The main attraction is – as might be expected – the life-sized parade of animals trooping out of the ark through a garden replete with landscaping, ponds and waterfalls. Giraffes, camels, elephants, polar bears – they’re all here, two by two, and just as they might be discovered in nature.
Each pair of animals comes with a QR code reader. You can scan it on your portable device to get information about their habitat, diet, life expectancy and so forth. Like the whole of this theme park, the animals provide fun for all the family, whether or not they are familiar with the early chapters of the Bible.

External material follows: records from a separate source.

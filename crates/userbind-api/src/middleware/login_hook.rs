//! Post-login redirect
//!
//! Layered on `POST /login` only.

use axum::{
    body::Body,
    extract::State,
    http::{header, HeaderMap, Request},
    middleware::Next,
    response::{IntoResponse, Redirect, Response},
};
use axum_extra::extract::cookie::Cookie;
use tracing::info;
use userbind_service::AuthService;

use super::binding_gate::BINDING_CHECK_PATH;
use crate::extractors::SESSION_COOKIE;
use crate::state::AppState;

/// Session token set by the response, if any
fn session_from_response(headers: &HeaderMap) -> Option<String> {
    headers
        .get_all(header::SET_COOKIE)
        .iter()
        .filter_map(|value| value.to_str().ok())
        .filter_map(|value| Cookie::parse(value).ok())
        .find(|cookie| cookie.name() == SESSION_COOKIE)
        .map(|cookie| cookie.value().to_string())
}

/// Send a freshly logged-in unbound student to the binding check page,
/// keeping the session cookie from the login response.
pub async fn redirect_unbound_after_login(
    State(state): State<AppState>,
    req: Request<Body>,
    next: Next,
) -> Response {
    let response = next.run(req).await;
    if !response.status().is_success() {
        return response;
    }

    let Some(token) = session_from_response(response.headers()) else {
        return response;
    };
    let Ok(user) = AuthService::new(state.service_context())
        .authenticate(&token)
        .await
    else {
        return response;
    };
    if !user.needs_binding() {
        return response;
    }

    info!(user_id = %user.id, "Logged-in account must bind a student identity");
    let mut redirect = Redirect::to(BINDING_CHECK_PATH).into_response();
    for cookie in response.headers().get_all(header::SET_COOKIE) {
        redirect
            .headers_mut()
            .append(header::SET_COOKIE, cookie.clone());
    }
    redirect
}

#[cfg(test)]
mod tests {
    use super::*;
    use axum::http::HeaderValue;

    #[test]
    fn test_session_from_response() {
        let mut headers = HeaderMap::new();
        headers.append(header::SET_COOKIE, HeaderValue::from_static("theme=dark; Path=/"));
        headers.append(
            header::SET_COOKIE,
            HeaderValue::from_static("sid=tok123; Path=/; HttpOnly"),
        );
        assert_eq!(session_from_response(&headers).as_deref(), Some("tok123"));
    }

    #[test]
    fn test_no_session_cookie() {
        assert!(session_from_response(&HeaderMap::new()).is_none());
    }
}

Noah's Ark is one of Hong Kong's most unusual attractions — Photo courtesy of Noah's Ark Hong Kong
Right next to Noah’s Ark, the Ma Wan Park Nature Garden provides an excellent opportunity to explore the natural side of Hong Kong, which all too often is represented simply as a concrete jungle. From the Hilltop Lookout, visitors can admire both the park and the surrounding terrain; Noah’s Ark is right beneath the mighty 1.3-mile Tsing Ma Bridge, which connects the onetime island of Lantau with the rest of Hong Kong.
There are numerous other attractions at Noah’s Ark, but one of the most exciting is the Solar Tower, which is as educational as it is entertaining. It's one of the largest vacuum solar telescopes in the region, and visitors can peer into it and observe the sun’s surface activity as it happens.
Supporting activities include a 3D astronomy documentary, which among other things explains the workings of the sun and the solar system. This is the more scientific side of Noah’s Ark, but it’s well-interpreted, fun and obviously really popular with visitors both young and old.
Most people regard Noah’s Ark as a day excursion, while for others it might well make a good final Hong Kong day out, as it's located on Ma Wan Island near the international airport, with excellent views of the sea and harbor, together with its own semi-private beach.
For anyone with a night to spare, there's also a hotel on the premises, with family-style rooms that can sleep up to eight, (Hong Kongers tend to travel in groups, whether it’s family or friends.)
For anyone feeling peckish, Harvest Restaurant serves a mix of Asian cuisine and international favorites, which are both filling and reasonably priced.